Crise au Moyen-Orient : l’UE dégaine un cadre d’aides d’État et ravive le Green Deal
La guerre au Proche-Orient imprime sa marque sur l’économie européenne avec une acuité inédite. Alors que la facture énergétique s’alourdit de 500 millions d’euros par jour – soit plus de 27 milliards en soixante jours – la Commission européenne a dévoilé un nouveau cadre temporaire d’aides d’État destiné à secourir les secteurs les plus vulnérables. Agriculture, pêche, transports et industries énergivores pourront désormais bénéficier d’une compensation pouvant atteindre 70 % des surcoûts liés à l’énergie, aux carburants et aux engrais. Ce dispositif, en vigueur jusqu’au 31 décembre 2026, prévoit une procédure accélérée d’approbation des plans nationaux et ouvre la voie à des interventions ciblées sur le prix du gaz pour la production électrique. L’urgence est palpable, mais Bruxelles entend aussi en tirer une leçon stratégique.

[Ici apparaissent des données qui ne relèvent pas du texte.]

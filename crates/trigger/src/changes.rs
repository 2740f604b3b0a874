//! Change-set extraction and the memoised change-set provider.

use std::collections::BTreeSet;
use std::sync::OnceLock;

use crate::event::{PushCommit, PushEvent};
use crate::TriggerError;

/// The distinct file paths touched by a push.
///
/// Backed by a `BTreeSet` so iteration order is stable in logs; callers only
/// rely on membership.
#[derive(Debug, Clone, Default, PartialEq, Eq)]
pub struct ChangeSet(BTreeSet<String>);

impl ChangeSet {
    /// Unions the added, removed and modified paths of every commit.
    pub fn from_commits(commits: &[PushCommit]) -> Self {
        let paths = commits
            .iter()
            .flat_map(|c| c.added.iter().chain(&c.removed).chain(&c.modified))
            .cloned()
            .collect();
        Self(paths)
    }

    pub fn contains(&self, path: &str) -> bool {
        self.0.contains(path)
    }

    pub fn len(&self) -> usize {
        self.0.len()
    }

    pub fn is_empty(&self) -> bool {
        self.0.is_empty()
    }

    pub fn iter(&self) -> impl Iterator<Item = &str> {
        self.0.iter().map(String::as_str)
    }
}

impl<S: Into<String>> FromIterator<S> for ChangeSet {
    fn from_iter<I: IntoIterator<Item = S>>(iter: I) -> Self {
        Self(iter.into_iter().map(Into::into).collect())
    }
}

type Loader<'a> = Box<dyn Fn() -> Result<ChangeSet, TriggerError> + Send + Sync + 'a>;

/// Lazily computes a [`ChangeSet`] on first use and reuses it afterwards.
///
/// One provider is created per event and shared by every job definition
/// evaluated for it. A failed load is not cached; its error is returned as-is.
pub struct ChangedFiles<'a> {
    load: Loader<'a>,
    cached: OnceLock<ChangeSet>,
}

impl<'a> ChangedFiles<'a> {
    /// Wraps an arbitrary loader, e.g. one that has to ask a remote API.
    pub fn new(load: impl Fn() -> Result<ChangeSet, TriggerError> + Send + Sync + 'a) -> Self {
        Self {
            load: Box::new(load),
            cached: OnceLock::new(),
        }
    }

    /// Provider for a push event: the union of its commits' paths.
    pub fn from_push(event: &'a PushEvent) -> Self {
        Self::new(move || Ok(ChangeSet::from_commits(&event.commits)))
    }

    /// Returns the change set, computing it on the first call.
    pub fn get(&self) -> Result<&ChangeSet, TriggerError> {
        if let Some(changes) = self.cached.get() {
            return Ok(changes);
        }
        let changes = (self.load)()?;
        Ok(self.cached.get_or_init(|| changes))
    }
}

impl std::fmt::Debug for ChangedFiles<'_> {
    fn fmt(&self, f: &mut std::fmt::Formatter<'_>) -> std::fmt::Result {
        f.debug_struct("ChangedFiles")
            .field("cached", &self.cached.get())
            .finish_non_exhaustive()
    }
}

Dans son discours au Parlement européen, Ursula von der Leyen a profité de cette nouvelle onde de choc pour ressusciter le Green Deal, son projet fondateur mis à mal par les critiques des droites nationalistes et les difficultés des entreprises en transition. « La deuxième grande crise énergétique en quatre ans », a-t-elle martelé, « nous rappelle qu’un monde turbulant interdit toute dépendance excessive aux importations ». Cette relance du verdissement de l’économie européenne intervient dans un contexte où les prix à la pompe grimpent et où le spectre d’une pénurie de kérosène plane. Pour la présidente de la Commission, la sortie de crise passe par l’électrification et l’autonomie énergétique, un discours qui résonne au-delà des frontières de l’Union.
Du côté des pays francophones, les répercussions sont suivies de près. En Afrique, où plusieurs États dépendent fortement des importations de produits raffinés, l’envolée des prix menace la sécurité alimentaire et le budget des ménages. Les observateurs soulignent que la réponse européenne, bien que temporaire, pourrait inspirer des mécanismes de solidarité régionale, notamment au sein de la CEDEAO. Au Canada, producteur et exportateur d’hydrocarbures, la volatilité des marchés renforce les appels à accélérer la diversification énergétique face aux caprices géopolitiques. Quant à la Belgique, pays hôte des institutions européennes, elle voit dans ce nouveau cadre une occasion de consolider son rôle de plaque tournante du gaz naturel liquéfié tout en plaidant pour un soutien accru aux industries locales.
Au-delà des mesures d’urgence, c’est la vision à long terme qui se dessine. Le coût quotidien du conflit – que von der Leyen chiffre à près de 500 millions d’euros – pousse l’Union à réévaluer son modèle énergétique. Si le cadre d’aides d’État offre un répit aux secteurs en souffrance, il ne saurait masquer l’essentiel : la transition vers une économie durable demeure la seule digue efficace contre les chocs extérieurs. Reste à savoir si les vingt-sept parviendront à concilier solidarité immédiate et discipline budgétaire, alors que le spectre d’une fragmentation des marchés intérieurs refait surface. L’évaluation régulière du dispositif, promise par la Commission, constituera un baromètre de cette fragile alchimie entre urgence conjoncturelle et impératif structurel.